FRÈRE LAURENCE.—Laisse-moi discuter avec toi ta situation.

ROMÉO.—Tu ne peux parler de ce que tu ne sens pas. Si tu étais aussi jeune que moi, amant de Juliette, marié seulement depuis une heure, meurtrier de Tybalt, éperdu d'amour comme moi, et comme moi banni, alors tu pourrais parler; alors tu pourrais t'arracher les cheveux et te jeter sur la terre comme je fais, pour prendre la mesure d'un tombeau qui n'est pas encore ouvert.

FRÈRE LAURENCE.—Lève-toi, on frappe; bon Roméo, cache-toi.

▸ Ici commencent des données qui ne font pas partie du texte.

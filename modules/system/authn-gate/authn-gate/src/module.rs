//! `AuthN` gate wiring.

use std::sync::Arc;
use std::time::Duration;

use authn_gate_sdk::{AuthNGateClient, ValidationAuthorityClient};
use gatekeeper_cache::{CacheBackend, CacheTtlPolicy, ValidationCache};
use tracing::info;

use crate::config::AuthNGateConfig;
use crate::domain::{AuthNGateLocalClient, AuthenticationGate, CredentialParser};

/// Builds the gate and returns its public client.
///
/// `backend` stores validity verdicts; `authority` is consulted on misses.
#[tracing::instrument(skip_all, fields(leeway_secs = cfg.leeway_secs))]
pub fn init(
    cfg: &AuthNGateConfig,
    authority: Arc<dyn ValidationAuthorityClient>,
    backend: Arc<dyn CacheBackend<bool>>,
) -> Arc<dyn AuthNGateClient> {
    let ttl = CacheTtlPolicy::from(&cfg.cache);
    info!(
        min_ttl = ?ttl.min_ttl(),
        negative_ttl = ?ttl.negative_ttl(),
        "Initializing authn_gate"
    );

    let parser = CredentialParser::new(Duration::from_secs(cfg.leeway_secs));
    let cache = ValidationCache::new(backend, ttl);
    let svc = Arc::new(AuthenticationGate::new(parser, cache, authority));

    Arc::new(AuthNGateLocalClient::new(svc))
}
use std::time::Duration;

use chrono::{DateTime, Utc};
use secrecy::SecretString;

/// `Identity` is the authenticated caller of a single request.
///
/// Returned by the authentication gate and threaded explicitly into the
/// authorization gate and business logic. It is never persisted: the bearer
/// token is skipped on serialization and redacted in `Debug`.
#[derive(Debug, Clone, serde::Serialize, serde::Deserialize)]
pub struct Identity {
    /// Subject ID taken from the parsed credential. Empty for anonymous callers.
    subject_id: String,
    /// Expiry of the credential this identity was built from.
    #[serde(default)]
    expires_at: Option<DateTime<Utc>>,
    /// Original bearer token, needed for capability lookups.
    #[serde(skip)]
    bearer_token: Option<SecretString>,
}

impl Identity {
    #[must_use]
    pub fn builder() -> IdentityBuilder {
        IdentityBuilder::default()
    }

    /// Identity used for operations that allow anonymous access.
    #[must_use]
    pub fn anonymous() -> Self {
        IdentityBuilder::default().build()
    }

    #[must_use]
    pub fn subject_id(&self) -> &str {
        &self.subject_id
    }

    #[must_use]
    pub fn expires_at(&self) -> Option<DateTime<Utc>> {
        self.expires_at
    }

    #[must_use]
    pub fn bearer_token(&self) -> Option<&SecretString> {
        self.bearer_token.as_ref()
    }

    /// True when no credential backs this identity.
    #[must_use]
    pub fn is_anonymous(&self) -> bool {
        self.bearer_token.is_none()
    }

    /// Lifetime left on the backing credential, zero for anonymous identities.
    #[must_use]
    pub fn remaining_lifetime(&self, now: DateTime<Utc>) -> Duration {
        self.expires_at
            .and_then(|exp| (exp - now).to_std().ok())
            .unwrap_or(Duration::ZERO)
    }
}

#[derive(Default)]
pub struct IdentityBuilder {
    subject_id: Option<String>,
    expires_at: Option<DateTime<Utc>>,
    bearer_token: Option<SecretString>,
}

impl IdentityBuilder {
    #[must_use]
    pub fn subject_id(mut self, subject_id: impl Into<String>) -> Self {
        self.subject_id = Some(subject_id.into());
        self
    }

    #[must_use]
    pub fn expires_at(mut self, expires_at: DateTime<Utc>) -> Self {
        self.expires_at = Some(expires_at);
        self
    }

    #[must_use]
    pub fn bearer_token(mut self, token: impl Into<SecretString>) -> Self {
        self.bearer_token = Some(token.into());
        self
    }

    #[must_use]
    pub fn build(self) -> Identity {
        Identity {
            subject_id: self.subject_id.unwrap_or_default(),
            expires_at: self.expires_at,
            bearer_token: self.bearer_token,
        }
    }
}

#[cfg(test)]
#[cfg_attr(coverage_nightly, coverage(off))]
mod tests {
    use secrecy::ExposeSecret;

    use super::*;

    fn at(secs: i64) -> DateTime<Utc> {
        DateTime::from_timestamp(secs, 0).unwrap()
    }

    #[test]
    fn test_identity_builder_full() {
        let identity = Identity::builder()
            .subject_id("user-42")
            .expires_at(at(5_000))
            .bearer_token("test-token-123".to_owned())
            .build();

        assert_eq!(identity.subject_id(), "user-42");
        assert_eq!(identity.expires_at(), Some(at(5_000)));
        assert!(!identity.is_anonymous());
        assert_eq!(
            identity.bearer_token().map(ExposeSecret::expose_secret),
            Some("test-token-123"),
        );
    }

    #[test]
    fn test_identity_anonymous() {
        let identity = Identity::anonymous();

        assert_eq!(identity.subject_id(), "");
        assert!(identity.is_anonymous());
        assert!(identity.expires_at().is_none());
        assert_eq!(identity.remaining_lifetime(at(0)), Duration::ZERO);
    }

    #[test]
    fn test_identity_remaining_lifetime() {
        let identity = Identity::builder()
            .subject_id("user-42")
            .expires_at(at(100))
            .bearer_token("t".to_owned())
            .build();

        assert_eq!(identity.remaining_lifetime(at(90)), Duration::from_secs(10));
        assert_eq!(identity.remaining_lifetime(at(200)), Duration::ZERO);
    }

    #[test]
    fn test_identity_bearer_token_not_serialized() {
        let identity = Identity::builder()
            .subject_id("user-42")
            .bearer_token("secret-token".to_owned())
            .build();

        let serialized = serde_json::to_string(&identity).unwrap();
        assert!(!serialized.contains("secret-token"));

        let deserialized: Identity = serde_json::from_str(&serialized).unwrap();
        assert_eq!(deserialized.subject_id(), "user-42");
        assert!(deserialized.bearer_token().is_none());
    }

    #[test]
    fn test_identity_debug_redacts_token() {
        let identity = Identity::builder()
            .bearer_token("secret-token".to_owned())
            .build();

        assert!(!format!("{identity:?}").contains("secret-token"));
    }
}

(On frappe derrière le théâtre.)

ROMÉO.—Me cacher? Non, à moins que la vapeur des gémissements de mon coeur malade, m'enveloppant comme un brouillard, ne me dérobe aux yeux qui me cherchent. (On frappe.)

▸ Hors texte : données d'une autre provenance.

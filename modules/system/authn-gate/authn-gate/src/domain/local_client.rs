//! Local (in-process) client for the `AuthN` gate.

use std::sync::Arc;

use async_trait::async_trait;
use authn_gate_sdk::{AuthNGateClient, AuthNGateError, AuthRequirement};
use gatekeeper_security::Identity;

use super::{AuthenticationGate, DomainError};

/// Local client wrapping the gate.
///
/// Handed to the API gateway by [`crate::module::init`].
pub struct AuthNGateLocalClient {
    svc: Arc<AuthenticationGate>,
}

impl AuthNGateLocalClient {
    #[must_use]
    pub fn new(svc: Arc<AuthenticationGate>) -> Self {
        Self { svc }
    }
}

fn log_and_convert(op: &str, e: DomainError) -> AuthNGateError {
    match &e {
        DomainError::AuthorityUnavailable(_) | DomainError::ValidationAborted => {
            tracing::error!(operation = op, error = %e, "authn_gate call failed");
        }
        _ => tracing::debug!(operation = op, error = %e, "authn_gate rejected request"),
    }
    e.into()
}

#[async_trait]
impl AuthNGateClient for AuthNGateLocalClient {
    async fn authenticate(
        &self,
        requirement: AuthRequirement,
        authorization: Option<&str>,
    ) -> Result<Identity, AuthNGateError> {
        self.svc
            .authenticate(requirement, authorization)
            .await
            .map_err(|e| log_and_convert("authenticate", e))
    }

    async fn logout(&self, authorization: Option<&str>) -> Result<Identity, AuthNGateError> {
        self.svc
            .logout(authorization)
            .await
            .map_err(|e| log_and_convert("logout", e))
    }
}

FRÈRE LAURENCE.—Écoute comme ils frappent.—Qui est là?—Roméo, lève-toi; tu seras pris.—Attendez un instant.—Lève-toi, fuis dans mon cabinet.—(On frappe.) Dans un moment.—Volonté de Dieu! quelle obstination est la tienne?—J'y vais, j'y vais.—(On frappe.) Qui frappe si fort? D'où venez-vous? que demandez-vous?

LA NOURRICE, en dehors.—Laissez-moi entrer, et vous apprendrez mon message. Je viens de la part de la signora Juliette.

FRÈRE LAURENCE.—En ce cas, soyez la bienvenue.